The theory that, in crystals, electrons fall into allowed energy bands, between which lie forbidden bands. Although free-electron theory can explain the electrical properties of metals, to understand fully the nature of electrical conduction, free-electron theory must be modified to include the effect of the crystal lattice in which the electrons move. Band theory modifies the free-electron treatment by including a regular periodic potential resulting from the positive ions in the lattice. Although the presence of the lattice alone does not give rise to electron scattering, except under special conditions, the periodic potential generated by the lattice does change the distribution of electron states given by the simple free-electron model.
In principle the original particle-in-a-box problem is modified by the addition of an extra potential term V(x, y, x), where V(x, y, x) has the same periodicity of the lattice it represents. The Schrödinger equation (see also quantum mechanics) that must be satisfied by these electron matter waves, ψ, is then:
− (ħ/2m)2(∂2ψ/∂x2 + ∂2ψ/∂y2 + ∂2ψ/∂z2) + V(x,y,z)ψ = Eψ
where E is the energy of the state associated with ψ. This equation is often called the Bloch equation; it is difficult to solve even using approximate methods.
As with the free-electron model, the Bloch equation leads to a relationship between the momenta that characterize an electron state, and the energy of that state. However, this relationship is no longer the simple parabolic function:
E = p2/2m,
where p is the electron momentum that characterizes the state, and m is the mass of the electron. Instead the function is multivalued and there are certain forbidden bands of energy, i.e. no permitted states exist for them. The relationship between E and p for a one-dimensional crystal is shown in diagram (1).

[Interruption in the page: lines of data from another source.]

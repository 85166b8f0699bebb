//! Simple inspector for asset JSON files.

use std::fs;

use asset_model::asset::{asset_descriptor, AssetKind, Console, ElectricityStorage, Light};
use asset_model::model::{format_id, DescribeAttribute, Value};
use asset_model::{decode_asset, AttributeSchema, HasAttributes};

fn format_value(v: &Value) -> String {
    match v {
        Value::Text(s) => {
            let preview: String = s.chars().take(80).collect();
            if s.chars().count() > 80 {
                format!("\"{}...\"", preview)
            } else {
                format!("\"{}\"", preview)
            }
        }
        Value::Integer(i) => format!("{}", i),
        Value::Number(n) => format!("{:.6}", n),
        Value::Bool(b) => format!("{}", b),
        Value::Array(items) => format!("ARRAY[{}]", items.len()),
        Value::Object(entries) => format!("OBJECT{{{}}}", entries.len()),
    }
}

fn vocabulary(kind: &str) -> Vec<&'static dyn DescribeAttribute> {
    match kind {
        "Console" => Console::vocabulary(),
        "Light" => Light::vocabulary(),
        "Electricity storage" => ElectricityStorage::vocabulary(),
        _ => asset_model::asset::vocabulary(),
    }
}

fn main() {
    let path = std::env::args()
        .nth(1)
        .unwrap_or_else(|| "asset.json".to_string());

    println!("Reading: {}", path);

    let data = fs::read(&path).expect("Failed to read file");
    println!("File size: {} bytes", data.len());

    let asset = decode_asset(&data).expect("Failed to decode");
    let kind = asset.descriptor();

    println!("\n=== Asset Info ===");
    println!("ID: {}", format_id(asset.id()));
    println!("Name: {}", asset.name());
    println!("Type: {} (icon {})", kind.name(), kind.icon());
    if let Some(colour) = asset_descriptor(kind.name()).and_then(|d| d.colour()) {
        println!("Colour: #{}", colour);
    }

    let schema = AttributeSchema::from_vocabulary(vocabulary(kind.name()))
        .expect("Inconsistent vocabulary");

    println!("\n=== Attributes ({}) ===", asset.attributes().len());
    for (name, attribute) in asset.attributes().sorted() {
        let value = attribute.value().map(format_value).unwrap_or_else(|| "-".to_string());
        let status = match (schema.get(name), attribute.value()) {
            (None, _) => "unknown".to_string(),
            (Some(_), None) => "absent".to_string(),
            (Some(descriptor), Some(raw)) => match descriptor.check(raw) {
                None => format!("ok ({})", descriptor.value_type_name()),
                Some(reason) => format!("INVALID ({}: {})", descriptor.value_type_name(), reason),
            },
        };
        println!("  {:<28} {:<40} {}", name, value, status);
        for item in attribute.meta().iter() {
            println!("      meta {} = {}", item.name(), format_value(item.value()));
        }
    }
}
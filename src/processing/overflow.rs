//! Replace instrument overflow markers in a raw sheet.
//!
//! A saturated reading is exported as the text `OVRFLW`. Replacing it with a
//! fixed value (typically the detector maximum) does not recover real data, but
//! keeps downstream arithmetic simple; leaving it missing is the default.

use crate::domain::{RawCell, RawSheet, SheetLayout};

/// Replace every overflow cell outside the metadata columns.
///
/// With `replacement = None` the cell becomes empty (missing). Idempotent.
pub fn clean_overflow(sheet: &RawSheet, layout: &SheetLayout, replacement: Option<f64>) -> RawSheet {
    let mut out = sheet.clone();
    for row in &mut out.rows {
        for cell in row.iter_mut().skip(layout.metadata_columns) {
            if cell.is_overflow() {
                *cell = match replacement {
                    Some(v) => RawCell::Number(v),
                    None => RawCell::Empty,
                };
            }
        }
    }
    out
}

/// Number of overflow cells outside the metadata columns.
pub fn count_overflow(sheet: &RawSheet, layout: &SheetLayout) -> usize {
    sheet
        .rows
        .iter()
        .flat_map(|row| row.iter().skip(layout.metadata_columns))
        .filter(|cell| cell.is_overflow())
        .count()
}

#[cfg(test)]
mod tests {
    use super::*;
    use proptest::prelude::*;

    fn sheet(rows: Vec<Vec<RawCell>>) -> RawSheet {
        RawSheet::new(
            "GFP",
            vec!["Time".into(), "T° 485,528".into(), "A1".into(), "A2".into()],
            rows,
        )
    }

    fn overflow() -> RawCell {
        RawCell::Text("OVRFLW".into())
    }

    #[test]
    fn overflow_becomes_missing_by_default() {
        let raw = sheet(vec![vec![
            RawCell::from_text("0:00:00"),
            RawCell::Number(30.0),
            overflow(),
            RawCell::Number(12.0),
        ]]);
        let clean = clean_overflow(&raw, &SheetLayout::default(), None);
        assert_eq!(clean.rows[0][2], RawCell::Empty);
        assert_eq!(clean.rows[0][3], RawCell::Number(12.0));
        // Input is left as it was.
        assert!(raw.rows[0][2].is_overflow());
    }

    #[test]
    fn overflow_uses_replacement_when_given() {
        let raw = sheet(vec![vec![RawCell::Empty, RawCell::Empty, overflow(), overflow()]]);
        let clean = clean_overflow(&raw, &SheetLayout::default(), Some(260_000.0));
        assert_eq!(clean.rows[0][2], RawCell::Number(260_000.0));
        assert_eq!(clean.rows[0][3], RawCell::Number(260_000.0));
    }

    #[test]
    fn metadata_columns_are_never_touched() {
        let raw = sheet(vec![vec![overflow(), overflow(), RawCell::Number(1.0), RawCell::Empty]]);
        let layout = SheetLayout::default();
        let clean = clean_overflow(&raw, &layout, None);
        assert_eq!(clean, raw);
        assert_eq!(count_overflow(&raw, &layout), 0);
    }

    #[test]
    fn sheet_without_overflow_is_unchanged() {
        let raw = sheet(vec![vec![
            RawCell::from_text("0:10:00"),
            RawCell::Number(30.0),
            RawCell::Number(1.0),
            RawCell::Number(2.0),
        ]]);
        assert_eq!(clean_overflow(&raw, &SheetLayout::default(), Some(5.0)), raw);
    }

    fn cell_strategy() -> impl Strategy<Value = RawCell> {
        prop_oneof![
            Just(RawCell::Empty),
            Just(RawCell::Text("OVRFLW".into())),
            Just(RawCell::Text(" OVRFLW ".into())),
            "[a-z]{1,6}".prop_map(RawCell::Text),
            (-1.0e6f64..1.0e6).prop_map(RawCell::Number),
        ]
    }

    proptest! {
        #[test]
        fn cleaning_is_idempotent(
            rows in prop::collection::vec(prop::collection::vec(cell_strategy(), 4), 0..12),
            replacement in prop::option::of(0.0f64..1.0e6),
        ) {
            let layout = SheetLayout::default();
            let once = clean_overflow(&sheet(rows), &layout, replacement);
            let twice = clean_overflow(&once, &layout, replacement);
            prop_assert_eq!(count_overflow(&once, &layout), 0);
            prop_assert_eq!(twice, once);
        }
    }
}
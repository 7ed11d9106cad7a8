//! Time-indexed measurement tables.
//!
//! A `MeasurementTable` is the in-memory form every processing stage works on:
//!
//! - one row per reading cycle, indexed by elapsed hours
//! - ordered, named value columns (wells or samples) holding `Option<f64>`
//! - optional text metadata columns (e.g. temperature) that ride along untouched
//!
//! Transforms never mutate a table; they build a new one.

use crate::error::AppError;

/// A single measurement; `None` is a missing or undefined reading.
pub type Cell = Option<f64>;

/// A named numeric column.
#[derive(Debug, Clone, PartialEq)]
pub struct Series {
    pub name: String,
    pub values: Vec<Cell>,
}

impl Series {
    pub fn new(name: impl Into<String>, values: Vec<Cell>) -> Self {
        Self {
            name: name.into(),
            values,
        }
    }
}

/// A named text column carried alongside the numeric data.
#[derive(Debug, Clone, PartialEq)]
pub struct TextColumn {
    pub name: String,
    pub values: Vec<String>,
}

#[derive(Debug, Clone, PartialEq)]
pub struct MeasurementTable {
    index: Vec<f64>,
    metadata: Vec<TextColumn>,
    columns: Vec<Series>,
}

impl MeasurementTable {
    /// Build a table, checking every column against the index length.
    pub fn new(index: Vec<f64>, metadata: Vec<TextColumn>, columns: Vec<Series>) -> Result<Self, AppError> {
        let n = index.len();
        if let Some(bad) = metadata.iter().find(|c| c.values.len() != n) {
            return Err(AppError::Data(format!(
                "Metadata column '{}' has {} rows, index has {n}.",
                bad.name,
                bad.values.len()
            )));
        }
        if let Some(bad) = columns.iter().find(|c| c.values.len() != n) {
            return Err(AppError::Data(format!(
                "Column '{}' has {} rows, index has {n}.",
                bad.name,
                bad.values.len()
            )));
        }
        Ok(Self {
            index,
            metadata,
            columns,
        })
    }

    /// A table with value columns only.
    pub fn from_columns(index: Vec<f64>, columns: Vec<Series>) -> Result<Self, AppError> {
        Self::new(index, Vec::new(), columns)
    }

    /// Same index (and metadata, if `keep_metadata`) with new value columns.
    ///
    /// Callers guarantee each column has `self.n_rows()` values.
    pub(crate) fn derive(&self, columns: Vec<Series>, keep_metadata: bool) -> Self {
        debug_assert!(columns.iter().all(|c| c.values.len() == self.index.len()));
        Self {
            index: self.index.clone(),
            metadata: if keep_metadata { self.metadata.clone() } else { Vec::new() },
            columns,
        }
    }

    pub fn index(&self) -> &[f64] {
        &self.index
    }

    pub fn metadata(&self) -> &[TextColumn] {
        &self.metadata
    }

    pub fn columns(&self) -> &[Series] {
        &self.columns
    }

    pub fn column(&self, name: &str) -> Option<&Series> {
        self.columns.iter().find(|c| c.name == name)
    }

    pub fn has_column(&self, name: &str) -> bool {
        self.column(name).is_some()
    }

    pub fn column_names(&self) -> impl Iterator<Item = &str> {
        self.columns.iter().map(|c| c.name.as_str())
    }

    pub fn n_rows(&self) -> usize {
        self.index.len()
    }

    pub fn n_columns(&self) -> usize {
        self.columns.len()
    }

    /// Exact index equality. Sibling tables share their index verbatim, so no tolerance.
    pub fn has_same_index(&self, other: &MeasurementTable) -> bool {
        self.index == other.index
    }
}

The main feature is that all the curves repeat themselves over an interval in p of h/a, where h is the Planck constant and a is called the lattice constant. The electron states on the lower curve indicated by the points S, S′, and S″, are identical states except for their momentum values. The upper curves show that for each momentum value there are several permitted energies; one within each energy band (e.g. P, P′, P″). In order to avoid the confusion that would arise if the complete multivalued set of curves were used, it is conventional to choose certain sections of them in which as p increases so does energy E. The smallest values, starting from p = 0, are reserved for the lowest energy band – the lowest curve in diagram (1). The next set from p = h/2a to h/a and −h/2a to −h/a is reserved for the second energy band (the middle curve in diagram (1), and so on. This zone structure is illustrated in diagram (2) and is called the extended zone scheme. It is merely a useful convention; any sets of p values that cover a range of h/a could be used to span all the available energy states.
A comparison of the extended zone scheme and the results of the free-electron model may easily be made by considering the relationship between E and p in the two models. This is shown in diagram (2) with the broken line corresponding to the free-electron parabolic relationship, E≅p2.